Related:The Grief I Experience as the Parent of a Medically Complex Child

They were the ones that would put a little bow in her hair on bath days, and would let me put special little onesies on her even though she was supposed to just be in her diaper.

They were the ones that would hold her when James and I needed a break. They never said anything to us even though we literally held her more than 20 hours a day. They understood that we needed her close, and this was how we would help her get stronger…in our arms.

They were the ones who made it feel comfortable for us and reminded us to eat and take care of ourselves.

When Callie came home from the NICU, we had a home health nurse that would come check on us and monitor Callie’s progress. She saw me at my absolute worst — shell shocked, grief-stricken, scared, overwhelmed and exhausted. It was as much a therapy session for me as it was a wellness check for Callie. There was never any judgement.  It was always an hour of quiet reassurance and centering. I can never repay her for that bit of comfort she gave us in that dark time.
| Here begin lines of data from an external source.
// SPDX-FileCopyrightText: Copyright © 2024-2026 Strata Developers
//
// SPDX-License-Identifier: MPL-2.0

//! Structured errors surfaced to the engine's caller.
//!
//! Every variant renders a one-line brief through [`std::fmt::Display`]; the
//! [`details`](Error::details), [`resolution`](Error::resolution) and
//! [`doc_slug`](Error::doc_slug) accessors carry the rest of the record so
//! frontends can format failures however they like.

use std::{io, path::PathBuf};

use itertools::Itertools;
use thiserror::Error;

#[derive(Debug, Error)]
pub enum Error {
    #[error("A circular dependency chain was detected.")]
    PartDependencyCycle,

    #[error("Application name '{name}' is invalid.")]
    InvalidApplicationName { name: String },

    #[error("A part named '{part_name}' is not defined in the parts list.")]
    InvalidPartName { part_name: String },

    #[error("Architecture '{arch_name}' is not supported.")]
    InvalidArchitecture { arch_name: String },

    #[error("Part '{part_name}' validation failed.")]
    PartSpecification { part_name: String, message: String },

    #[error("Plugin not defined for part '{part_name}'.")]
    UndefinedPlugin { part_name: String },

    #[error("Plugin '{plugin_name}' in part '{part_name}' is not registered.")]
    InvalidPlugin { plugin_name: String, part_name: String },

    #[error("Plugin '{plugin_name}' in part '{part_name}' cannot be used.")]
    PluginNotStrict { plugin_name: String, part_name: String },

    #[error("Plugin '{plugin_name}' does not support the {} {}.", humanize_list(.unsupported), noun(.unsupported, "build attribute"))]
    UnsupportedBuildAttributes {
        unsupported: Vec<String>,
        plugin_name: String,
    },

    #[error("Failed to copy or link file tree: {message}.")]
    CopyTree { message: String },

    #[error("Failed to copy '{name}': no such file or directory.")]
    CopyFileNotFound { name: String },

    #[error("Unable to {} extended attribute.", action(.is_write))]
    XAttribute { key: String, path: String, is_write: bool },

    #[error("Failed to write attribute: key and/or value is too long.")]
    XAttributeTooLong { key: String, value: String, path: String },

    #[error("Failed to organize part '{part_name}': {message}.")]
    FileOrganize { part_name: String, message: String },

    #[error("Unable to determine the host operating system ID.")]
    OsReleaseId,

    #[error("Unable to determine the host operating system name.")]
    OsReleaseName,

    #[error("Unable to determine the host operating system version ID.")]
    OsReleaseVersionId,

    #[error("Unable to determine the host operating system codename.")]
    OsReleaseCodename,

    #[error("'{name}' fileset error: {message}.")]
    Fileset { name: String, message: String },

    #[error("Failed to filter files: inconsistent 'stage' and 'prime' filesets.")]
    FilesetConflict { conflicting_files: Vec<String> },

    #[error("Failed to stage: parts list the same file with different contents or permissions.")]
    PartFilesConflict {
        part_name: String,
        other_part_name: String,
        conflicting_files: Vec<String>,
        partition: Option<String>,
    },

    #[error("Failed to stage: part files conflict with files already being staged.")]
    StageFilesConflict {
        part_name: String,
        conflicting_files: Vec<String>,
    },

    #[error("Environment validation failed for part '{part_name}': {reason}.")]
    PluginEnvironmentValidation { part_name: String, reason: String },

    #[error("Failed to run the pull script for part '{part_name}'.")]
    PluginPull { part_name: String },

    #[error("Failed to run the build script for part '{part_name}'.")]
    PluginBuild {
        part_name: String,
        plugin_name: String,
        stderr: Vec<u8>,
    },

    #[error("Failed to run the clean script for part '{part_name}'.")]
    PluginClean { part_name: String },

    #[error("'{scriptlet_name}' in part '{part_name}' executed an invalid control API call: {message}.")]
    InvalidControlApiCall {
        part_name: String,
        scriptlet_name: String,
        message: String,
    },

    #[error("'{scriptlet_name}' in part '{part_name}' failed with code {exit_code}.")]
    ScriptletRun {
        part_name: String,
        scriptlet_name: String,
        exit_code: i32,
        stderr: Vec<u8>,
    },

    #[error("Callback registration error: {message}.")]
    CallbackRegistration { message: String },

    #[error("Stage package not found in part '{part_name}': {package_name}.")]
    StagePackageNotFound { part_name: String, package_name: String },

    #[error("Overlay package not found in part '{part_name}': {package_name}.")]
    OverlayPackageNotFound { part_name: String, package_name: String },

    #[error("Failed when handling {}: command '{}' exited with code {exit_code}.", .deb_path.display(), .command.join(" "))]
    Deb {
        deb_path: PathBuf,
        command: Vec<String>,
        exit_code: i32,
    },

    #[error("{message}")]
    Feature { message: String },

    #[error("Action is invalid: {message}.")]
    InvalidAction { message: String },

    #[error("The overlay step is only supported on Linux.")]
    OverlayPlatform,

    #[error("Using the overlay step requires superuser privileges.")]
    OverlayPermission,

    #[error("{brief}")]
    Partition { brief: String },

    #[error("Invalid usage of partitions.")]
    PartitionUsage {
        error_list: Vec<String>,
        partitions: Vec<String>,
    },

    #[error("Possible misuse of partitions.")]
    PartitionUsageWarning { warning_list: Vec<String> },

    #[error("Requested partition does not exist: '{partition_name}'.")]
    PartitionNotFound {
        partition_name: String,
        partitions: Vec<String>,
    },

    #[error("Filesystem validation failed.")]
    FilesystemMount { message: String },

    #[error("io")]
    Io(#[from] io::Error),
}

impl Error {
    /// Further details on the error, if any.
    pub fn details(&self) -> Option<String> {
        match self {
            Error::PartSpecification { message, .. } => Some(message.clone()),
            Error::PluginNotStrict { .. } => {
                Some("Only plugins that are capable of building in strict mode are allowed.".into())
            }
            Error::XAttribute { key, path, is_write } => {
                Some(format!("Failed to {} attribute '{key}' on '{path}'.", action(is_write)))
            }
            Error::XAttributeTooLong { key, value, .. } => Some(format!("key='{key}', value='{value}'")),
            Error::FilesetConflict { conflicting_files } => Some(format!(
                "The following files have been excluded in the 'stage' fileset, but included by \
                 the 'prime' fileset: {conflicting_files:?}."
            )),
            Error::PartFilesConflict {
                part_name,
                other_part_name,
                conflicting_files,
                partition,
            } => {
                let partition_info = partition
                    .as_ref()
                    .map(|p| format!(" for the '{p}' partition"))
                    .unwrap_or_default();
                Some(format!(
                    "Parts '{part_name}' and '{other_part_name}' list the following files{partition_info}, \
                     but with different contents or permissions:\n{}",
                    indented(conflicting_files)
                ))
            }
            Error::StageFilesConflict {
                part_name,
                conflicting_files,
            } => Some(format!(
                "The following files in part '{part_name}' are already being staged with different \
                 content:\n{}",
                indented(conflicting_files)
            )),
            Error::PluginBuild { stderr, .. } | Error::ScriptletRun { stderr, .. } => execution_details(stderr),
            Error::PartitionUsage {
                error_list,
                partitions,
            } => Some(format!(
                "{}\nValid partitions: {}",
                error_list.join("\n"),
                partitions.join(", ")
            )),
            Error::PartitionUsageWarning { warning_list } => Some(format!(
                "The following entries begin with a valid partition name but are not wrapped in \
                 parentheses. These entries will go into the default partition.\n{}",
                warning_list.join("\n")
            )),
            Error::PartitionNotFound { partitions, .. } => {
                Some(format!("Valid partitions: {}", partitions.join(", ")))
            }
            Error::FilesystemMount { message } => Some(message.clone()),
            _ => None,
        }
    }

    /// Recommended resolution, if any.
    pub fn resolution(&self) -> Option<&str> {
        match self {
            Error::PartDependencyCycle => Some("Review the parts definition to remove dependency cycles."),
            Error::InvalidApplicationName { .. } => Some(
                "Valid application names contain letters, underscores or numbers, and must start with a letter.",
            ),
            Error::InvalidPartName { .. }
            | Error::Fileset { .. }
            | Error::PartitionUsageWarning { .. } => {
                Some("Review the parts definition and make sure it's correct.")
            }
            Error::InvalidArchitecture { .. } => Some("Make sure the architecture name is correct."),
            Error::PartSpecification { .. }
            | Error::UndefinedPlugin { .. }
            | Error::InvalidPlugin { .. } => Some("Review the part and make sure it's correct."),
            Error::UnsupportedBuildAttributes { .. } => {
                Some("Remove the build attributes, or use a different plugin.")
            }
            Error::CopyTree { .. } => Some("Make sure paths and permissions are correct."),
            Error::XAttribute { .. } => Some("Make sure your filesystem supports extended attributes."),
            Error::FilesetConflict { .. } => {
                Some("Make sure that the files included in 'prime' are also included in 'stage'.")
            }
            Error::PluginBuild { .. } => {
                Some("Check the build output and verify the project can work with the plugin.")
            }
            Error::InvalidControlApiCall { .. } | Error::ScriptletRun { .. } => {
                Some("Review the scriptlet and make sure it's correct.")
            }
            Error::Feature { .. } => Some("This operation cannot be executed."),
            Error::Deb { .. } => Some("Make sure the deb file is correctly specified."),
            Error::PartitionUsage { .. } | Error::PartitionNotFound { .. } => {
                Some("Correct the invalid partition name(s) and try again.")
            }
            _ => None,
        }
    }

    /// Documentation slug for consumers linking to reference docs.
    pub fn doc_slug(&self) -> Option<&str> {
        match self {
            Error::PluginBuild { .. } | Error::ScriptletRun { .. } => Some("/reference/plugins/"),
            _ => None,
        }
    }

    /// The brief, details and resolution joined into a printable report.
    pub fn report(&self) -> String {
        let mut components = vec![self.to_string()];
        components.extend(self.details());
        components.extend(self.resolution().map(String::from));
        components.join("\n")
    }
}

fn action(is_write: &bool) -> &'static str {
    if *is_write {
        "write"
    } else {
        "read"
    }
}

fn noun(items: &[String], singular: &str) -> String {
    if items.len() == 1 {
        singular.to_owned()
    } else {
        format!("{singular}s")
    }
}

fn humanize_list(items: &[String]) -> String {
    match items {
        [] => String::new(),
        [only] => format!("'{only}'"),
        [first, second] => format!("'{first}' and '{second}'"),
        [head @ .., last] => {
            format!("{}, and '{last}'", head.iter().map(|i| format!("'{i}'")).join(", "))
        }
    }
}

fn indented(files: &[String]) -> String {
    files.iter().map(|f| format!("    {f}")).sorted().join("\n")
}

/// Extract the last three shell-trace lines from captured stderr.
///
/// Trace lines are the ones `set -x` emits with a leading `+`; everything
/// from the third-last trace line onwards is kept, each line prefixed `:: `.
fn execution_details(stderr: &[u8]) -> Option<String> {
    if stderr.is_empty() {
        return None;
    }

    let stderr = String::from_utf8_lossy(stderr);
    let lines = stderr.split('\n').filter(|line| !line.is_empty()).collect::<Vec<_>>();

    let mut anchor = 0;
    let mut count = 0;
    for (idx, line) in lines.iter().rev().enumerate() {
        if line.starts_with('+') {
            count += 1;
            if count > 3 {
                anchor = lines.len() - idx;
                break;
            }
        }
    }

    Some(lines[anchor..].iter().map(|line| format!("\n:: {line}")).collect())
}

#[cfg(test)]
mod test {
    use super::Error;

    #[test]
    fn brief_is_display() {
        let error = Error::PluginPull {
            part_name: "foo".into(),
        };
        assert_eq!(error.to_string(), "Failed to run the pull script for part 'foo'.");
        assert_eq!(error.details(), None);
    }

    #[test]
    fn execution_details_keeps_last_three_trace_lines() {
        let stderr = b"+ first\nout\n+ second\n+ third\n+ fourth\nmake: *** error\n".to_vec();
        let error = Error::PluginBuild {
            part_name: "foo".into(),
            plugin_name: "nil".into(),
            stderr,
        };
        let details = error.details().unwrap();
        assert_eq!(
            details,
            "\n:: out\n:: + second\n:: + third\n:: + fourth\n:: make: *** error"
        );
    }

    #[test]
    fn execution_details_with_few_trace_lines_keeps_everything() {
        let error = Error::ScriptletRun {
            part_name: "foo".into(),
            scriptlet_name: "override-build".into(),
            exit_code: 1,
            stderr: b"+ exit 1\n".to_vec(),
        };
        assert_eq!(error.details().unwrap(), "\n:: + exit 1");
    }

    #[test]
    fn empty_stderr_has_no_details() {
        let error = Error::ScriptletRun {
            part_name: "foo".into(),
            scriptlet_name: "override-build".into(),
            exit_code: 1,
            stderr: vec![],
        };
        assert_eq!(error.details(), None);
    }

    #[test]
    fn report_joins_components() {
        let error = Error::InvalidArchitecture {
            arch_name: "riscv128".into(),
        };
        assert_eq!(
            error.report(),
            "Architecture 'riscv128' is not supported.\nMake sure the architecture name is correct."
        );
    }

    #[test]
    fn unsupported_build_attributes_humanizes() {
        let error = Error::UnsupportedBuildAttributes {
            unsupported: vec!["a".into(), "b".into(), "c".into()],
            plugin_name: "make".into(),
        };
        assert_eq!(
            error.to_string(),
            "Plugin 'make' does not support the 'a', 'b', and 'c' build attributes."
        );
    }
}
Related:Phantom Towers, Phantom Limb: Feeling a Loss I Can't Remember

So to all of our amazing nurses, thank you.

Related:What People Don't See About Life After My Daughter's Limb Amputation

Thank you for bringing Callie a stuffed animal with bandages on its leg after her amputation.

Thank you for sitting by her bed and letting her talk to you about dinosaurs after her open-heart surgery.

Thank you for advocating for us. We didn’t always know the right steps to take, but you were always there to help guide us.

Thank you for giving us the space to collapse with dignity in front of you. I never felt shamed for showing my heartbreak or tears.

Thank you for not saying anything when I threw up in the trash can after we removed Callie’s tubes from her chest.

Thank you for keeping watch over me at night when James couldn’t be there. You lifted the worry about leaving his diabetic wife in the hospital because he knew I was in good hands.

Thank you for trying your best to keep Callie’s pain level down, even though I know at times that was an impossible task.

Thank you for telling her she could take another step…and for telling us the same.

Thank you for lifting some of the burden for us.

Thank you for always bringing me another blanket because I’m forever freezing in hospitals.

Thank you for the empathy, care and compassion you have given to our little family. We are forever humbled and blessed to have interacted with so many angels disguised as nurses over the last 10 years.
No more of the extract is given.